#### Work to complete:
Determine how many lines in the entries below include "ComQuit". The reply should be that number and nothing else.

[Saved data entries]
▬▬▬▬▬▬
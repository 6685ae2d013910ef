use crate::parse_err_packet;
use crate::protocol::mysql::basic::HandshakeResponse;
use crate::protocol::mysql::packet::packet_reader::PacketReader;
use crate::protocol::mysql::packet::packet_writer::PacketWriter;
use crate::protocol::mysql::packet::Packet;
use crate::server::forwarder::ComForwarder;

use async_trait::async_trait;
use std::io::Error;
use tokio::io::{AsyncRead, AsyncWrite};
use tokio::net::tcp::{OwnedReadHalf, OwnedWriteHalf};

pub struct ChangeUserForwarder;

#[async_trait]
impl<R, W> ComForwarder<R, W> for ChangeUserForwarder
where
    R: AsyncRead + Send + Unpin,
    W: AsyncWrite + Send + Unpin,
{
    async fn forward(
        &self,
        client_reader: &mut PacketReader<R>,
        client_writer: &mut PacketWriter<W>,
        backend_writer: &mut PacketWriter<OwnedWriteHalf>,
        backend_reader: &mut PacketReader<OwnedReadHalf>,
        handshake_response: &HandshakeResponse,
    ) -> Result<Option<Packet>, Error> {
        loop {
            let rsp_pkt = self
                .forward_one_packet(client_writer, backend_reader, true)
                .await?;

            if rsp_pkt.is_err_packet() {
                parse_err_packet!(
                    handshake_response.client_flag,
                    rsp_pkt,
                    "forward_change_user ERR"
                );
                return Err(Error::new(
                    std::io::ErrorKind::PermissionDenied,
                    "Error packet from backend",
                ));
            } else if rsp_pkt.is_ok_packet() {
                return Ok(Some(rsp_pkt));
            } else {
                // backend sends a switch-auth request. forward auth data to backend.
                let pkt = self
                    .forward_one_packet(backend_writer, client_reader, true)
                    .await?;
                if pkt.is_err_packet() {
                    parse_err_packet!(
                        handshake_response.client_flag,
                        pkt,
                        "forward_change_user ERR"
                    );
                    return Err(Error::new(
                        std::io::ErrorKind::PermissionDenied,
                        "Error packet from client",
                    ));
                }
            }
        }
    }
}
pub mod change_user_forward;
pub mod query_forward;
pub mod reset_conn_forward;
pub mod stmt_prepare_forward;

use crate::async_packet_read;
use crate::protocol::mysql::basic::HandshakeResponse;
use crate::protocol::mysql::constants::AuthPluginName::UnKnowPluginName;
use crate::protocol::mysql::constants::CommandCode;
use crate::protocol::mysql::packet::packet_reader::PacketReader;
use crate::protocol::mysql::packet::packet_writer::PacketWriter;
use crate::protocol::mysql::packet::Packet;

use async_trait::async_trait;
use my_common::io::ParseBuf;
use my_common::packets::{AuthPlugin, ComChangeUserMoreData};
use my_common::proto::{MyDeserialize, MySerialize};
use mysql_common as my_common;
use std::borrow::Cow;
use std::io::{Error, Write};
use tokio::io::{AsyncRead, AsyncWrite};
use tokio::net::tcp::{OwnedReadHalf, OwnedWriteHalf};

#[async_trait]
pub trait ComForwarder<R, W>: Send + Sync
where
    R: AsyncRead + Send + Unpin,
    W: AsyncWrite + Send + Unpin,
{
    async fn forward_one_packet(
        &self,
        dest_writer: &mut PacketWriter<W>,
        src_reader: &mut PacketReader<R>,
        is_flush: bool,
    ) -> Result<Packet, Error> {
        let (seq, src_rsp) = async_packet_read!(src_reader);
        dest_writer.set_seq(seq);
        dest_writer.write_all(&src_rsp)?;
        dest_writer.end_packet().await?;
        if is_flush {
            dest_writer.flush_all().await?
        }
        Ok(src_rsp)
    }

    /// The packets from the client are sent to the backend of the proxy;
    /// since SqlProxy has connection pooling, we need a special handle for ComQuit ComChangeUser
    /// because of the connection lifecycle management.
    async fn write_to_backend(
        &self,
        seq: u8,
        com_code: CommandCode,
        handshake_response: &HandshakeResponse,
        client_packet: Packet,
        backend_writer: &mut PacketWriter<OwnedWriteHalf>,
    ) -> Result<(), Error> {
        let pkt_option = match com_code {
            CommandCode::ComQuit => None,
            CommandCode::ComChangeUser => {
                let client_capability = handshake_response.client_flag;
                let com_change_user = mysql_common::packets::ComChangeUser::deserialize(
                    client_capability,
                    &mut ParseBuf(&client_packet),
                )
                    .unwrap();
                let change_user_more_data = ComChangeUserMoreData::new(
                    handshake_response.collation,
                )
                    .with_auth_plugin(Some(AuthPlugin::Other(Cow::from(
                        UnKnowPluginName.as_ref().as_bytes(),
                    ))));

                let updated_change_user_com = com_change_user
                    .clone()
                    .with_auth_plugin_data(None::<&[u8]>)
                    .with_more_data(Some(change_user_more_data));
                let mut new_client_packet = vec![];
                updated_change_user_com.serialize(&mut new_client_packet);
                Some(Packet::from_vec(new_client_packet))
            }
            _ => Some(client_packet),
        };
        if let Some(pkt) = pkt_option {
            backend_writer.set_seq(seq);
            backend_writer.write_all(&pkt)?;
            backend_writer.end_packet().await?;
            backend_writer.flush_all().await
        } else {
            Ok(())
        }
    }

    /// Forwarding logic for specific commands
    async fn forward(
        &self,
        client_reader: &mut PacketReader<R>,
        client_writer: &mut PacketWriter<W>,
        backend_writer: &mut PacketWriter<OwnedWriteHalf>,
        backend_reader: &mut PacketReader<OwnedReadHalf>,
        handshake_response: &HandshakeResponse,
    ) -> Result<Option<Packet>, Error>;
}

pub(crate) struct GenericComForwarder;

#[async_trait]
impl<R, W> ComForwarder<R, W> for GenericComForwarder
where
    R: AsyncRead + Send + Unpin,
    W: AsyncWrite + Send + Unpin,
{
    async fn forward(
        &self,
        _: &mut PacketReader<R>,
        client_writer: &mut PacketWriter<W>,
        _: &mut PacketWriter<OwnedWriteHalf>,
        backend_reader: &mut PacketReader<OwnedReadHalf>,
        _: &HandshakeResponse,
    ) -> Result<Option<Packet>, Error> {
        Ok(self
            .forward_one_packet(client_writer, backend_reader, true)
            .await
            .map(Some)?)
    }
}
▬▬▬▬▬▬
#### Solution:
2